California transfer Nyziah Hunter brings some explosiveness to the equation after averaging 14.5 yards per catch on 40 receptions as a true freshman. He’s listed at 6-2, 210 pounds.
Barney’s back to get up to whatever Nebraska asks him to get up to, and Nelson returns after doing nothing to diminish lofty recruiting rankings but may be transitioning to more of a hybrid receiver/tight end. Janiron Bonner remains a jackknife with a 4-star pedigree.
That’s a pretty good base, but it’s beyond that where things get enticing. If you haven’t lately, put on true freshman Cortez Mills’ high school highlights. He’s listed at 6-foot, not the biggest, but seeing is believing. Mills looked like a classic, just-go-get-it guy while playing at the top level of Florida prep football. Isaiah Mozee (6-1, 200) was a fellow 4-star in the 2025 class, as was Jeremiah Jones (6-4, 215). Listed by 247 as an athlete, Jones played receiver defensive back and a bit of quarterback while being the top overall prospect in Kentucky last cycle. The Huskers have also been high on sophomore Demetrius Bell (6-0, 185) for two seasons. He redshirted in 2023 and was injured in 2024.
That’s great, you might be thinking. Those are some names we’ve all heard who have yet to do anything on Saturdays.
Fair, but there’s a reason why I chose the word “enticing” above for this group of high school recruits in the mix. Of the 19 top-rated prep receivers, tight ends or athletes (i.e., the pass-catchers) Nebraska has signed since joining the Big Ten in 2011, seven4 of them are on campus right now. That’s before you factor in the transfers, Key and Hunter.
You can’t prove in June that this makes the NU receiver corps scary in the fall, but it’s maybe the best total collection of talent the Huskers have had at the position.
Throw in a full year of a Dana Holgorsen offense marked by its extreme practicality of getting the ball to guys who make plays, and this receiver group looks like it could be the gasoline to the steady (if still just smoldering) fire NU built over two seasons under Matt Rhule.

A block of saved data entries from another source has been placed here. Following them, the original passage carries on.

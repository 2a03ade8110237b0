//! Batch orchestrator: Extractor → Skill Detector → (fallback) → Scorer → persist,
//! once per uploaded CV, with per-document failure isolation.

use std::collections::HashSet;
use std::str::FromStr;
use std::sync::Arc;
use std::time::Duration;

use bytes::Bytes;
use chrono::{DateTime, Utc};
use futures::stream::{self, StreamExt};
use serde::{Deserialize, Serialize};
use thiserror::Error;
use tokio::time::Instant;
use tracing::{error, info, warn};

use crate::errors::AppError;
use crate::models::cv_match::{MatchStatus, NewCvMatch};
use crate::screening::extractor::{extract_text, extractor_for};
use crate::screening::fallback::fallback_for;
use crate::screening::scoring::score_and_status;
use crate::screening::skills::detect_skills;
use crate::screening::store::{MatchStore, StoreError};
use crate::screening::vocabulary::SkillVocabulary;

const STORED_TEXT_CHARS: usize = 1000;
const PREVIEW_CHARS: usize = 200;

/// A CV as uploaded. Lives only for the duration of one batch call.
#[derive(Debug, Clone)]
pub struct UploadedDocument {
    pub file_name: String,
    pub content_type: Option<String>,
    pub content: Bytes,
}

/// What to do when (job, file_name) already has a record.
#[derive(Debug, Clone, Copy, PartialEq, Eq, Serialize, Deserialize)]
#[serde(rename_all = "snake_case")]
pub enum DuplicatePolicy {
    /// Report the document as failed; the existing record is kept.
    Reject,
    /// Replace the existing record.
    Overwrite,
}

impl FromStr for DuplicatePolicy {
    type Err = String;

    fn from_str(s: &str) -> Result<Self, Self::Err> {
        match s.to_ascii_lowercase().as_str() {
            "reject" => Ok(DuplicatePolicy::Reject),
            "overwrite" => Ok(DuplicatePolicy::Overwrite),
            other => Err(format!("expected 'reject' or 'overwrite', got '{other}'")),
        }
    }
}

#[derive(Debug, Clone)]
pub struct BatchConfig {
    pub max_batch_size: usize,
    /// Score cutoff for `filtered_count` only; never excludes results.
    pub shortlist_threshold: u8,
    pub fallback_on_empty_skills: bool,
    /// Documents in flight at once within one batch.
    pub concurrency: usize,
    pub duplicate_policy: DuplicatePolicy,
    /// Documents not started within this window are reported `not_attempted`.
    pub deadline: Option<Duration>,
}

impl Default for BatchConfig {
    fn default() -> Self {
        Self {
            max_batch_size: 100,
            shortlist_threshold: 60,
            fallback_on_empty_skills: false,
            concurrency: 1,
            duplicate_policy: DuplicatePolicy::Reject,
            deadline: None,
        }
    }
}

#[derive(Debug, Error)]
pub enum DocumentError {
    #[error("A CV named '{file_name}' was already processed for this job")]
    PersistenceConflict { file_name: String },

    #[error("Failed to save match record: {0}")]
    Persistence(String),

    #[error("Unexpected processing error: {0}")]
    Unexpected(String),
}

impl From<StoreError> for DocumentError {
    fn from(err: StoreError) -> Self {
        match err {
            StoreError::Conflict { file_name, .. } => DocumentError::PersistenceConflict { file_name },
            StoreError::Database(e) => DocumentError::Persistence(e.to_string()),
        }
    }
}

#[derive(Debug, Clone, Copy, PartialEq, Eq, Serialize)]
#[serde(rename_all = "snake_case")]
pub enum DocumentOutcome {
    Processed,
    Failed,
    NotAttempted,
}

/// Per-document entry of the batch response.
#[derive(Debug, Clone, Serialize)]
pub struct ProcessedCv {
    /// Persisted record id; `None` when nothing was saved.
    pub id: Option<i64>,
    pub file_name: String,
    pub skills: Vec<String>,
    pub match_score: u8,
    pub match_status: MatchStatus,
    pub extracted_text_preview: String,
    pub uploaded_at: DateTime<Utc>,
    /// Skills came from the demo fallback rotation, not the document.
    pub fallback_applied: bool,
    pub outcome: DocumentOutcome,
    pub error: Option<String>,
}

impl ProcessedCv {
    fn failed(file_name: String, err: &DocumentError) -> Self {
        Self {
            id: None,
            extracted_text_preview: preview(&format!("Error processing {file_name}: {err}")),
            file_name,
            skills: vec![],
            match_score: 0,
            match_status: MatchStatus::NotMatched,
            uploaded_at: Utc::now(),
            fallback_applied: false,
            outcome: DocumentOutcome::Failed,
            error: Some(err.to_string()),
        }
    }

    fn not_attempted(file_name: String) -> Self {
        Self {
            id: None,
            file_name,
            skills: vec![],
            match_score: 0,
            match_status: MatchStatus::NotMatched,
            extracted_text_preview: String::new(),
            uploaded_at: Utc::now(),
            fallback_applied: false,
            outcome: DocumentOutcome::NotAttempted,
            error: Some("Not attempted: batch deadline exceeded".to_string()),
        }
    }
}

#[derive(Debug, Clone, Serialize)]
pub struct BatchResponse {
    pub total_processed: usize,
    pub filtered_count: usize,
    /// Every submitted document, highest score first, ties in upload order.
    pub results: Vec<ProcessedCv>,
}

/// Rejects empty or oversized batches before any work is done.
pub fn validate_batch_size(count: usize, max_batch_size: usize) -> Result<(), AppError> {
    if count == 0 {
        return Err(AppError::BatchSize("No CV files provided".to_string()));
    }
    if count > max_batch_size {
        return Err(AppError::BatchSize(format!(
            "Maximum {max_batch_size} CV files allowed, got {count}"
        )));
    }
    Ok(())
}

/// Screens a batch of CVs against a job's requirements and persists one match record per CV.
pub async fn screen_batch(
    store: &dyn MatchStore,
    vocabulary: &Arc<SkillVocabulary>,
    job_id: &str,
    documents: Vec<UploadedDocument>,
    config: &BatchConfig,
) -> Result<BatchResponse, AppError> {
    validate_batch_size(documents.len(), config.max_batch_size)?;

    let job = store
        .get_job(job_id)
        .await?
        .ok_or_else(|| AppError::NotFound(format!("Job {job_id} not found")))?;

    info!(
        job_id,
        documents = documents.len(),
        vocabulary = vocabulary.version(),
        "Screening CV batch"
    );

    let ctx = DocumentContext {
        store,
        vocabulary,
        job_id,
        requirements: &job.requirements,
        config,
        deadline: config.deadline.map(|d| Instant::now() + d),
    };

    // Only the first upload of a file name is screened; repeats would race on
    // the same (job_id, file_name) record.
    let mut seen = HashSet::new();

    // `buffered` yields in input order regardless of completion order.
    let mut results: Vec<ProcessedCv> = stream::iter(documents.into_iter().enumerate())
        .map(|(position, doc)| {
            let repeated = !seen.insert(doc.file_name.clone());
            ctx.process(position, doc, repeated)
        })
        .buffered(config.concurrency.max(1))
        .collect()
        .await;

    // Stable: equal scores keep upload order.
    results.sort_by(|a, b| b.match_score.cmp(&a.match_score));

    let total_processed = results
        .iter()
        .filter(|r| r.outcome != DocumentOutcome::NotAttempted)
        .count();
    let filtered_count = results
        .iter()
        .filter(|r| r.match_score >= config.shortlist_threshold)
        .count();

    info!(job_id, total_processed, filtered_count, "CV batch screened");

    Ok(BatchResponse {
        total_processed,
        filtered_count,
        results,
    })
}

struct DocumentContext<'a> {
    store: &'a dyn MatchStore,
    vocabulary: &'a Arc<SkillVocabulary>,
    job_id: &'a str,
    requirements: &'a str,
    config: &'a BatchConfig,
    deadline: Option<Instant>,
}

/// Text and skills pulled out of one document.
struct Analysis {
    text: String,
    skills: Vec<String>,
    extraction_error: Option<String>,
}

impl DocumentContext<'_> {
    async fn process(&self, position: usize, doc: UploadedDocument, repeated: bool) -> ProcessedCv {
        if self.deadline.is_some_and(|d| Instant::now() >= d) {
            warn!(file_name = %doc.file_name, "Batch deadline passed; document not attempted");
            return ProcessedCv::not_attempted(doc.file_name);
        }

        let file_name = doc.file_name.clone();
        let outcome = if repeated {
            Err(DocumentError::PersistenceConflict {
                file_name: file_name.clone(),
            })
        } else {
            self.run(position, doc).await
        };
        match outcome {
            Ok(cv) => cv,
            Err(e) => {
                match &e {
                    DocumentError::PersistenceConflict { .. } => {
                        warn!(file_name = %file_name, job_id = self.job_id, "{e}")
                    }
                    _ => error!(file_name = %file_name, job_id = self.job_id, "Error processing CV: {e}"),
                }
                ProcessedCv::failed(file_name, &e)
            }
        }
    }

    async fn run(&self, position: usize, doc: UploadedDocument) -> Result<ProcessedCv, DocumentError> {
        let file_name = doc.file_name.clone();

        // PDF parsing and pattern matching are CPU-bound.
        let vocabulary = Arc::clone(self.vocabulary);
        let analysis = tokio::task::spawn_blocking(move || analyze(&doc, &vocabulary))
            .await
            .map_err(|e| DocumentError::Unexpected(e.to_string()))?;

        let Analysis {
            mut text,
            mut skills,
            extraction_error,
        } = analysis;

        let mut fallback_applied = false;
        if skills.is_empty() && self.config.fallback_on_empty_skills {
            let fallback = fallback_for(position, &file_name);
            warn!(file_name = %file_name, "No skills detected; substituting fallback skill set");
            skills = fallback.skills;
            text = fallback.summary_text;
            fallback_applied = true;
        }

        let (match_score, match_status) = score_and_status(&skills, self.requirements);

        let record = NewCvMatch {
            job_id: self.job_id.to_string(),
            file_name: file_name.clone(),
            extracted_skills: skills.clone(),
            match_score,
            match_status,
            extracted_text: truncate_chars(&text, STORED_TEXT_CHARS).to_string(),
        };
        let row = match self.config.duplicate_policy {
            DuplicatePolicy::Reject => self.store.create_match_record(&record).await?,
            DuplicatePolicy::Overwrite => self.store.replace_match_record(&record).await?,
        };

        Ok(ProcessedCv {
            id: Some(row.id),
            file_name,
            skills,
            match_score,
            match_status,
            extracted_text_preview: preview(&text),
            uploaded_at: row.uploaded_at,
            fallback_applied,
            outcome: DocumentOutcome::Processed,
            error: extraction_error,
        })
    }
}

fn analyze(doc: &UploadedDocument, vocabulary: &SkillVocabulary) -> Analysis {
    let extractor = extractor_for(&doc.file_name, doc.content_type.as_deref());
    let (text, failure) = extract_text(extractor, &doc.file_name, &doc.content);
    let skills = detect_skills(&text, vocabulary);
    Analysis {
        text,
        skills,
        extraction_error: failure.map(|e| e.to_string()),
    }
}

fn truncate_chars(s: &str, max_chars: usize) -> &str {
    match s.char_indices().nth(max_chars) {
        Some((idx, _)) => &s[..idx],
        None => s,
    }
}

fn preview(text: &str) -> String {
    let head = truncate_chars(text, PREVIEW_CHARS);
    if head.len() < text.len() {
        format!("{head}...")
    } else {
        text.to_string()
    }
}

I think Nebraska’s offense needs to get about 12 points per game better than it was a year ago (23.5 ppg) to truly meet or exceed the current offseason buzz around the program. It’s not doing that by becoming Harbaugh-era Michigan 2.0, even if that seemed to be the plan at Rhule’s introductory press conference.
But if this receiver group comes close to how it looks on paper, I like the Huskers’ chances to be in the hunt.
Still was at this spring’s NFL Combine.
He did score three rushing touchdowns.
And the second-highest at Kentucky since Lynn Bowden Jr. had 745 receiving yards in 2018.
That includes Bonner, a veteran at this point, but the other six are sophomores or younger.
I'm REALLY hoping Malachi goes off for 1,000 yds and 12 TDs.